Try it: Transcribe the records below. Leave every word as it is.

Source records:
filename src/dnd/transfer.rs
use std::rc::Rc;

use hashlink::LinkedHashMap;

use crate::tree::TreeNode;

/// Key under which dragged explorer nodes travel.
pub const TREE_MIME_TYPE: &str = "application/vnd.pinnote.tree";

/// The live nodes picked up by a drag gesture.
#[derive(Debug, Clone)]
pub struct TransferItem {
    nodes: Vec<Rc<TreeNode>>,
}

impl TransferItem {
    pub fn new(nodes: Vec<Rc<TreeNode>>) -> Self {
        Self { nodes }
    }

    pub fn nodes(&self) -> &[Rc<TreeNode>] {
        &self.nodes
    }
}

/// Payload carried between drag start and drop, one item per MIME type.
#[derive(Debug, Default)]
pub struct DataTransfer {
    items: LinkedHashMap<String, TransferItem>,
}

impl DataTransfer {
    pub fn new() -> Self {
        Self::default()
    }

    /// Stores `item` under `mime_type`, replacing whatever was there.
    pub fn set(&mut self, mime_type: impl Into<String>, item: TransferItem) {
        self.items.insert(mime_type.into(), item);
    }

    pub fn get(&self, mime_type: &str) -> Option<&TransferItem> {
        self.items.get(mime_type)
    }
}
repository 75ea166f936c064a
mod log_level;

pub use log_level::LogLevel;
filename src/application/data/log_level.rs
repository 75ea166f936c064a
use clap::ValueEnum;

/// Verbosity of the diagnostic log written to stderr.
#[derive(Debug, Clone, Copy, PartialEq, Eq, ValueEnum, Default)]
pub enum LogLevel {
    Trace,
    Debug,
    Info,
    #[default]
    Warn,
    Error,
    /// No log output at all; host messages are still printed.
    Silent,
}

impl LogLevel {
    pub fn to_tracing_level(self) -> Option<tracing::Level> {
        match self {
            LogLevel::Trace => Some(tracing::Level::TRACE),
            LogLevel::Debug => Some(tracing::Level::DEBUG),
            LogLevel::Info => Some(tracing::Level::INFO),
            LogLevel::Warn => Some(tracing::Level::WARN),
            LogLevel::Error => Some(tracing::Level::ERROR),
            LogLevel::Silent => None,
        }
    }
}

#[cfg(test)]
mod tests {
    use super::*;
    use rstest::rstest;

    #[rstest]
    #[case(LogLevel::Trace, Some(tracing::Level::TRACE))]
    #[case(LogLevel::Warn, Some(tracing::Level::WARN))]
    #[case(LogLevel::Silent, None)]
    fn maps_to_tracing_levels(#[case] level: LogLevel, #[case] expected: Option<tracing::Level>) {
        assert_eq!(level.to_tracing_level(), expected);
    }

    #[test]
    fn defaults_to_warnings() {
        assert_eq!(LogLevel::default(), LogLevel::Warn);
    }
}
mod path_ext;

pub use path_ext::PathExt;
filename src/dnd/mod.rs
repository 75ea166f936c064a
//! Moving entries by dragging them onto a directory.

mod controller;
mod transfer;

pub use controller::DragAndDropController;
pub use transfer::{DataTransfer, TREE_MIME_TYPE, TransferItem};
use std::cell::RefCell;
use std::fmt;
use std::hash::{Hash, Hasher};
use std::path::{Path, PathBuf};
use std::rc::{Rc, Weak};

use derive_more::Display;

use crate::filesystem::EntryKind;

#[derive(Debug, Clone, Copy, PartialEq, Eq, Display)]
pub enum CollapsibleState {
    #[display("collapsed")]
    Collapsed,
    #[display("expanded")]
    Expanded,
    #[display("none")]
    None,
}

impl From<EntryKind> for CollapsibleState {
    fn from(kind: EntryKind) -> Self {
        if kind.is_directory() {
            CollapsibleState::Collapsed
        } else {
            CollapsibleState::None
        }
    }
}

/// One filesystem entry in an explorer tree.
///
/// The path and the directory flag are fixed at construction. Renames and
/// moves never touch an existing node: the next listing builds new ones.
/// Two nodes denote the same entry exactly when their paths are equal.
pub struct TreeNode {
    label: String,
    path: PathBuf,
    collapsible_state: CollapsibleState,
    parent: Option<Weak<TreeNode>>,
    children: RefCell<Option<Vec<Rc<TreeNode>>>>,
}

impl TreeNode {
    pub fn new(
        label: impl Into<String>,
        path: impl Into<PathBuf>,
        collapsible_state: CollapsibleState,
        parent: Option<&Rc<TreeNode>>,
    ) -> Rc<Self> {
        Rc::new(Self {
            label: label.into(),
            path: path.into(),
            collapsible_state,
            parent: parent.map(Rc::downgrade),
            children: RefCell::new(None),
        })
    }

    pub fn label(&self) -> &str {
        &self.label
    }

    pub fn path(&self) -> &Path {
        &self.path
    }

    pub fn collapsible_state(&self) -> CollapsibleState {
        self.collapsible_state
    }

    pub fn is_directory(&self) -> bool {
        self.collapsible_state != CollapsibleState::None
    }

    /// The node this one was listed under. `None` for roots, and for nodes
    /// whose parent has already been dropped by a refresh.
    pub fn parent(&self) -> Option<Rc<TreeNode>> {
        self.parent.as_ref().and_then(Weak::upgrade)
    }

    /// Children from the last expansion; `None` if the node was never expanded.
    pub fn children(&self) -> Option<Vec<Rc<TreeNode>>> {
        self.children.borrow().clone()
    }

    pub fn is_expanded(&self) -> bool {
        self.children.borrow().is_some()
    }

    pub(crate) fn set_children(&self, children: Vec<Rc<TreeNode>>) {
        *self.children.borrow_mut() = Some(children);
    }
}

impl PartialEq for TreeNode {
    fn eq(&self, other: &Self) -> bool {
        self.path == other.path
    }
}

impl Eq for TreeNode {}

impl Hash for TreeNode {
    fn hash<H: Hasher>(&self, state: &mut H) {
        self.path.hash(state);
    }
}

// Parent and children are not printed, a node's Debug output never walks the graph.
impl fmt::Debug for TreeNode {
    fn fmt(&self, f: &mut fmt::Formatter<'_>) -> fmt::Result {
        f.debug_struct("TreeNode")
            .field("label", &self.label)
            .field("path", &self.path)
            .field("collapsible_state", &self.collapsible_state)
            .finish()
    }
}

Completed exercise:
filename src/dnd/transfer.rs
use std::rc::Rc;

use hashlink::LinkedHashMap;

use crate::tree::TreeNode;

/// Key under which dragged explorer nodes travel.
pub const TREE_MIME_TYPE: &str = "application/vnd.pinnote.tree";

/// The live nodes picked up by a drag gesture.
#[derive(Debug, Clone)]
pub struct TransferItem {
    nodes: Vec<Rc<TreeNode>>,
}

impl TransferItem {
    pub fn new(nodes: Vec<Rc<TreeNode>>) -> Self {
        Self { nodes }
    }

    pub fn nodes(&self) -> &[Rc<TreeNode>] {
        &self.nodes
    }
}

/// Payload carried between drag start and drop, one item per MIME type.
#[derive(Debug, Default)]
pub struct DataTransfer {
    items: LinkedHashMap<String, TransferItem>,
}

impl DataTransfer {
    pub fn new() -> Self {
        Self::default()
    }

    /// Stores `item` under `mime_type`, replacing whatever was there.
    pub fn set(&mut self, mime_type: impl Into<String>, item: TransferItem) {
        self.items.insert(mime_type.into(), item);
    }

    pub fn get(&self, mime_type: &str) -> Option<&TransferItem> {
        self.items.get(mime_type)
    }
}
repository 75ea166f936c064a
mod log_level;

pub use log_level::LogLevel;
filename src/application/data/log_level.rs
repository 75ea166f936c064a
use clap::ValueEnum;

/// Verbosity of the diagnostic log written to stderr.
#[derive(Debug, Clone, Copy, PartialEq, Eq, ValueEnum, Default)]
pub enum LogLevel {
    Trace,
    Debug,
    Info,
    #[default]
    Warn,
    Error,
    /// No log output at all; host messages are still printed.
    Silent,
}

impl LogLevel {
    pub fn to_tracing_level(self) -> Option<tracing::Level> {
        match self {
            LogLevel::Trace => Some(tracing::Level::TRACE),
            LogLevel::Debug => Some(tracing::Level::DEBUG),
            LogLevel::Info => Some(tracing::Level::INFO),
            LogLevel::Warn => Some(tracing::Level::WARN),
            LogLevel::Error => Some(tracing::Level::ERROR),
            LogLevel::Silent => None,
        }
    }
}

#[cfg(test)]
mod tests {
    use super::*;
    use rstest::rstest;

    #[rstest]
    #[case(LogLevel::Trace, Some(tracing::Level::TRACE))]
    #[case(LogLevel::Warn, Some(tracing::Level::WARN))]
    #[case(LogLevel::Silent, None)]
    fn maps_to_tracing_levels(#[case] level: LogLevel, #[case] expected: Option<tracing::Level>) {
        assert_eq!(level.to_tracing_level(), expected);
    }

    #[test]
    fn defaults_to_warnings() {
        assert_eq!(LogLevel::default(), LogLevel::Warn);
    }
}
mod path_ext;

pub use path_ext::PathExt;
filename src/dnd/mod.rs
repository 75ea166f936c064a
//! Moving entries by dragging them onto a directory.

mod controller;
mod transfer;

pub use controller::DragAndDropController;
pub use transfer::{DataTransfer, TREE_MIME_TYPE, TransferItem};
use std::cell::RefCell;
use std::fmt;
use std::hash::{Hash, Hasher};
use std::path::{Path, PathBuf};
use std::rc::{Rc, Weak};

use derive_more::Display;

use crate::filesystem::EntryKind;

#[derive(Debug, Clone, Copy, PartialEq, Eq, Display)]
pub enum CollapsibleState {
    #[display("collapsed")]
    Collapsed,
    #[display("expanded")]
    Expanded,
    #[display("none")]
    None,
}

impl From<EntryKind> for CollapsibleState {
    fn from(kind: EntryKind) -> Self {
        if kind.is_directory() {
            CollapsibleState::Collapsed
        } else {
            CollapsibleState::None
        }
    }
}

/// One filesystem entry in an explorer tree.
///
/// The path and the directory flag are fixed at construction. Renames and
/// moves never touch an existing node: the next listing builds new ones.
/// Two nodes denote the same entry exactly when their paths are equal.
pub struct TreeNode {
    label: String,
    path: PathBuf,
    collapsible_state: CollapsibleState,
    parent: Option<Weak<TreeNode>>,
    children: RefCell<Option<Vec<Rc<TreeNode>>>>,
}

impl TreeNode {
    pub fn new(
        label: impl Into<String>,
        path: impl Into<PathBuf>,
        collapsible_state: CollapsibleState,
        parent: Option<&Rc<TreeNode>>,
    ) -> Rc<Self> {
        Rc::new(Self {
            label: label.into(),
            path: path.into(),
            collapsible_state,
            parent: parent.map(Rc::downgrade),
            children: RefCell::new(None),
        })
    }

    pub fn label(&self) -> &str {
        &self.label
    }

    pub fn path(&self) -> &Path {
        &self.path
    }

    pub fn collapsible_state(&self) -> CollapsibleState {
        self.collapsible_state
    }

    pub fn is_directory(&self) -> bool {
        self.collapsible_state != CollapsibleState::None
    }

    /// The node this one was listed under. `None` for roots, and for nodes
    /// whose parent has already been dropped by a refresh.
    pub fn parent(&self) -> Option<Rc<TreeNode>> {
        self.parent.as_ref().and_then(Weak::upgrade)
    }

    /// Children from the last expansion; `None` if the node was never expanded.
    pub fn children(&self) -> Option<Vec<Rc<TreeNode>>> {
        self.children.borrow().clone()
    }

    pub fn is_expanded(&self) -> bool {
        self.children.borrow().is_some()
    }

    pub(crate) fn set_children(&self, children: Vec<Rc<TreeNode>>) {
        *self.children.borrow_mut() = Some(children);
    }
}

impl PartialEq for TreeNode {
    fn eq(&self, other: &Self) -> bool {
        self.path == other.path
    }
}

impl Eq for TreeNode {}

impl Hash for TreeNode {
    fn hash<H: Hasher>(&self, state: &mut H) {
        self.path.hash(state);
    }
}

// Parent and children are not printed, a node's Debug output never walks the graph.
impl fmt::Debug for TreeNode {
    fn fmt(&self, f: &mut fmt::Formatter<'_>) -> fmt::Result {
        f.debug_struct("TreeNode")
            .field("label", &self.label)
            .field("path", &self.path)
            .field("collapsible_state", &self.collapsible_state)
            .finish()
    }
}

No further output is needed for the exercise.